══ Data under study ══
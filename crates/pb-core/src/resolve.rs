//! Insertion-target resolution for user-facing "add" actions.

use crate::id::NodeId;
use crate::model::Document;
use crate::tree::find_node_and_parent;

/// Decide which container receives a newly added node.
///
/// Returns `None` for root level. Resolution order:
/// 1. an explicit target (a container asked "add inside me");
/// 2. the selected node if it is a container, else the selected node's
///    parent (root level when the selection is itself at root);
/// 3. root level.
///
/// A selection that no longer exists in the document resolves to root.
pub fn resolve_target(
    doc: &Document,
    explicit: Option<NodeId>,
    selected: Option<NodeId>,
) -> Option<NodeId> {
    if explicit.is_some() {
        return explicit;
    }
    let loc = find_node_and_parent(&doc.components, selected?)?;
    if loc.node.is_container() {
        Some(loc.node.id)
    } else {
        loc.parent.map(|p| p.id)
    }
}

#[cfg(test)]
mod tests {
    use super::*;
    use crate::model::{ComponentType, Node};

    fn id(s: &str) -> NodeId {
        NodeId::intern(s)
    }

    fn doc() -> Document {
        let section = Node::new(id("r_section"), ComponentType::Container)
            .with_child(Node::new(id("r_title"), ComponentType::Text));
        let mut d = Document::new("r", "Resolve");
        d.components = vec![section, Node::new(id("r_loose"), ComponentType::Button)];
        d
    }

    #[test]
    fn explicit_target_wins() {
        let d = doc();
        assert_eq!(
            resolve_target(&d, Some(id("r_section")), Some(id("r_loose"))),
            Some(id("r_section"))
        );
    }

    #[test]
    fn selected_container_is_target() {
        assert_eq!(resolve_target(&doc(), None, Some(id("r_section"))), Some(id("r_section")));
    }

    #[test]
    fn selected_leaf_targets_its_parent() {
        assert_eq!(resolve_target(&doc(), None, Some(id("r_title"))), Some(id("r_section")));
    }

    #[test]
    fn root_level_leaf_and_nothing_selected_target_root() {
        let d = doc();
        assert_eq!(resolve_target(&d, None, Some(id("r_loose"))), None);
        assert_eq!(resolve_target(&d, None, None), None);
        assert_eq!(resolve_target(&d, None, Some(id("r_stale"))), None);
    }
}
═══
What this task involves: Your answer must be a single number: how many lines of the entries above contain the string "else".

Exercise answer: 2